Thanks, but I have gone back to the factory-installed Ubuntu 22.04. Too many issues, see above. I bought this computer for a purpose and that purpose was not to help Ubuntu and Lenovo to get their act together. Thanks for all who tried to help me,
Wishing you the best. In the future, try to give people a chance to help you. I answered you only 30 minutes after your post, that’s not enough time to help you.
@eeickmeyer Thanks for your help on the Discover issue. However, please see all the other issues I reported today, prior to that one. All seem likely to be hardware related, and it all got to be just too much.
I do appreciate your quick reply on the Discover issue. But my time to debug hardware issues is finite.
The crash you saw was in nouveau, which is the open source nvidia driver, and something I would absolutely expect. You didn’t have the binary nvidia driver active. This was not a hardware problem, not a Lenovo problem, not an Ubuntu problem. It was simply that the driver wasn’t installed and enabled correctly yet.

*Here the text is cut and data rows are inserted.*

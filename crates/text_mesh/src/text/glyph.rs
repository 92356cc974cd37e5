//! Glyph metrics and the provider seam
//!
//! A [`GlyphSource`] is anything that can describe glyphs at a pixel size and
//! hand out the atlas image those glyphs were packed into. The builder only
//! talks to fonts through this trait.

use serde::{Deserialize, Serialize};

use super::AtlasImage;

/// Result type for glyph provider operations
pub type GlyphResult<T> = Result<T, GlyphError>;

/// Errors that can occur while querying a glyph provider
#[derive(Debug, Clone, PartialEq, thiserror::Error)]
pub enum GlyphError {
    /// Failed to load font from file or data
    #[error("Failed to load font: {0}")]
    FontLoad(String),

    /// The font has no representation for the character
    #[error("Character {0:?} has no glyph")]
    MissingGlyph(char),

    /// The atlas page for this size cannot grow any further
    #[error("Glyph atlas for {size}px is full ({dim}x{dim})")]
    AtlasFull {
        /// Pixel size of the exhausted page
        size: u32,
        /// Current page dimension
        dim: u32,
    },

    /// No atlas image exists for the requested size
    #[error("No atlas image available for {0}px")]
    NoAtlas(u32),
}

/// Integer rectangle in atlas pixel coordinates (row 0 at the top)
#[derive(Debug, Clone, Copy, Default, PartialEq, Eq, Hash, Serialize, Deserialize)]
pub struct AtlasRect {
    /// Left edge in pixels
    pub left: u32,
    /// Top edge in pixels
    pub top: u32,
    /// Width in pixels
    pub width: u32,
    /// Height in pixels
    pub height: u32,
}

impl AtlasRect {
    /// Create a new rectangle
    pub const fn new(left: u32, top: u32, width: u32, height: u32) -> Self {
        Self { left, top, width, height }
    }

    /// Exclusive right edge, saturating at `u32::MAX`
    pub const fn right(&self) -> u32 {
        self.left.saturating_add(self.width)
    }

    /// Exclusive bottom edge, saturating at `u32::MAX`
    pub const fn bottom(&self) -> u32 {
        self.top.saturating_add(self.height)
    }

    /// Whether the rectangle fits inside an image of the given size
    ///
    /// A rectangle whose edges overflow `u32` never fits.
    pub const fn fits_within(&self, width: u32, height: u32) -> bool {
        match (self.left.checked_add(self.width), self.top.checked_add(self.height)) {
            (Some(right), Some(bottom)) => right <= width && bottom <= height,
            _ => false,
        }
    }
}

/// Metrics of one glyph at one pixel size
///
/// Bounds are in unscaled pixels relative to the pen origin on the baseline,
/// with y growing downward: ink above the baseline has a negative `bounds_top`.
#[derive(Debug, Clone, Copy, Default, PartialEq, Serialize, Deserialize)]
pub struct GlyphMetrics {
    /// Left edge of the ink box
    pub bounds_left: f32,
    /// Top edge of the ink box
    pub bounds_top: f32,
    /// Width of the ink box
    pub bounds_width: f32,
    /// Height of the ink box
    pub bounds_height: f32,
    /// Where the glyph's pixels live in the atlas
    pub atlas_rect: AtlasRect,
    /// Horizontal pen advance to the next glyph
    pub advance: f32,
}

impl GlyphMetrics {
    /// Whether the glyph has no ink (whitespace)
    pub fn is_empty(&self) -> bool {
        self.bounds_width <= 0.0 || self.bounds_height <= 0.0
    }

    /// Metrics with every pixel-space length multiplied by `factor`
    ///
    /// The atlas rectangle is left untouched.
    #[must_use]
    pub fn scaled(self, factor: f32) -> Self {
        Self {
            bounds_left: self.bounds_left * factor,
            bounds_top: self.bounds_top * factor,
            bounds_width: self.bounds_width * factor,
            bounds_height: self.bounds_height * factor,
            advance: self.advance * factor,
            ..self
        }
    }
}

/// Provider of glyph metrics, kerning, line spacing and atlas images
///
/// Querying a glyph may rasterize and pack it, so the query methods take
/// `&mut self`. Repeated queries with the same arguments must return the same
/// metrics as long as the atlas has not been resized in between.
///
/// Implementations are not required to be thread safe; share one provider
/// between threads only behind external synchronization.
pub trait GlyphSource {
    /// Metrics of `ch` at `size` pixels
    fn glyph(&mut self, ch: char, size: u32, bold: bool) -> GlyphResult<GlyphMetrics>;

    /// Horizontal kerning offset between `previous` and `next`
    fn kerning(&mut self, previous: char, next: char, size: u32) -> f32;

    /// Distance between two consecutive baselines
    fn line_spacing(&mut self, size: u32) -> f32;

    /// Snapshot of the atlas holding every glyph queried so far at `size`
    fn atlas_image(&self, size: u32) -> GlyphResult<AtlasImage>;
}

impl<S: GlyphSource + ?Sized> GlyphSource for &mut S {
    fn glyph(&mut self, ch: char, size: u32, bold: bool) -> GlyphResult<GlyphMetrics> {
        (**self).glyph(ch, size, bold)
    }

    fn kerning(&mut self, previous: char, next: char, size: u32) -> f32 {
        (**self).kerning(previous, next, size)
    }

    fn line_spacing(&mut self, size: u32) -> f32 {
        (**self).line_spacing(size)
    }

    fn atlas_image(&self, size: u32) -> GlyphResult<AtlasImage> {
        (**self).atlas_image(size)
    }
}

#[cfg(test)]
mod tests {
    use super::*;

    #[test]
    fn test_atlas_rect_edges() {
        let rect = AtlasRect::new(10, 20, 5, 8);
        assert_eq!(rect.right(), 15);
        assert_eq!(rect.bottom(), 28);
        assert!(rect.fits_within(15, 28));
        assert!(!rect.fits_within(14, 28));
    }

    #[test]
    fn test_atlas_rect_overflow_never_fits() {
        let rect = AtlasRect::new(u32::MAX, 0, 2, 2);
        assert_eq!(rect.right(), u32::MAX);
        assert!(!rect.fits_within(u32::MAX, u32::MAX));
        assert!(!AtlasRect::new(0, 1, 1, u32::MAX).fits_within(u32::MAX, u32::MAX));
    }

    #[test]
    fn test_whitespace_is_empty() {
        let space = GlyphMetrics { advance: 9.0, ..Default::default() };
        assert!(space.is_empty());

        let ink = GlyphMetrics { bounds_width: 4.0, bounds_height: 6.0, ..space };
        assert!(!ink.is_empty());
    }

    #[test]
    fn test_scaled_keeps_atlas_rect() {
        let glyph = GlyphMetrics {
            bounds_left: 1.0,
            bounds_top: -10.0,
            bounds_width: 6.0,
            bounds_height: 10.0,
            atlas_rect: AtlasRect::new(3, 4, 6, 10),
            advance: 8.0,
        };

        let half = glyph.scaled(0.5);
        assert_eq!(half.bounds_top, -5.0);
        assert_eq!(half.advance, 4.0);
        assert_eq!(half.atlas_rect, glyph.atlas_rect);
    }
}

I concur with @eeickmeyer - while it’s frustrating for you to have a system that isn’t working, it’s also frustrating for me to see an issue that could very easily be solved without a ‘nuke and pave’.

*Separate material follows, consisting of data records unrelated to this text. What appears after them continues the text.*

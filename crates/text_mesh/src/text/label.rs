//! Retained text label
//!
//! Keeps a string, where it is drawn and how big, and rebuilds its mesh only
//! when something that affects the geometry changes.

use super::{GlyphSource, TextMesh, TextMeshBuilder, TextMeshError};
use crate::foundation::math::{translation_scale, Mat4, Vec3};

/// A positioned piece of text with a cached mesh
///
/// The mesh is laid out at `pixel_size` in atlas pixels; the model matrix
/// scales it to `char_size` and moves it to `position`, so moving or
/// resizing a label never rebuilds it.
#[derive(Debug, Clone)]
pub struct TextLabel {
    text: String,
    position: Vec3,
    char_size: f32,
    pixel_size: u32,
    mesh: TextMesh,
    dirty: bool,
}

impl TextLabel {
    /// Create an empty label whose glyphs are rasterized at `pixel_size`
    pub fn new(pixel_size: u32) -> Self {
        Self {
            text: String::new(),
            position: Vec3::zeros(),
            char_size: pixel_size as f32,
            pixel_size,
            mesh: TextMesh::empty(),
            dirty: true,
        }
    }

    /// Current string
    pub fn text(&self) -> &str {
        &self.text
    }

    /// Replace the string; setting the same string keeps the cached mesh
    pub fn set_text(&mut self, text: impl Into<String>) {
        let text = text.into();
        if text != self.text {
            self.text = text;
            self.dirty = true;
        }
    }

    /// Where the pen origin is drawn
    pub fn position(&self) -> Vec3 {
        self.position
    }

    /// Move the label
    pub fn set_position(&mut self, position: Vec3) {
        self.position = position;
    }

    /// On-screen character size
    pub fn char_size(&self) -> f32 {
        self.char_size
    }

    /// Set the on-screen character size
    pub fn set_char_size(&mut self, char_size: f32) {
        self.char_size = char_size;
    }

    /// Size the glyphs are rasterized at
    pub fn pixel_size(&self) -> u32 {
        self.pixel_size
    }

    /// Change the rasterization size; the next [`mesh`](Self::mesh) call rebuilds
    pub fn set_pixel_size(&mut self, pixel_size: u32) {
        if pixel_size != self.pixel_size {
            self.pixel_size = pixel_size;
            self.dirty = true;
        }
    }

    /// Whether the cached mesh is out of date
    pub fn is_dirty(&self) -> bool {
        self.dirty
    }

    /// Translation to `position` times uniform scale `char_size / pixel_size`
    pub fn model_matrix(&self) -> Mat4 {
        let scale = if self.pixel_size == 0 {
            0.0
        } else {
            self.char_size / self.pixel_size as f32
        };
        translation_scale(self.position, scale)
    }

    /// The label's mesh, rebuilt first if the text or pixel size changed
    ///
    /// On failure the previous mesh is kept and the label stays dirty.
    pub fn mesh<S: GlyphSource + ?Sized>(
        &mut self,
        builder: &TextMeshBuilder,
        source: &mut S,
    ) -> Result<&TextMesh, TextMeshError> {
        if self.dirty {
            self.mesh = builder.build(source, &self.text, self.pixel_size)?;
            self.dirty = false;
        }
        Ok(&self.mesh)
    }
}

@popey - Alan, while I appreciate the effort that you’ve put in trying to help me, it all is simply too much. Of course, most people wouldn’t get into the weeds as much as I already have. They would think I must be mad to have spent the time I already have. Ask my wife! I have other things I must do. I simply don’t have weeks to play with this, never knowing if I’ve reached the last stumbling block. As I said above I had reasons for buying this expensive computer that do not involve helping Ubuntu and Lenovo solve this release. I never got to experience stability. There may be people who love living on the bleeding edge. I’m probably in the 95th percentile on that myself. But my limit has been reached.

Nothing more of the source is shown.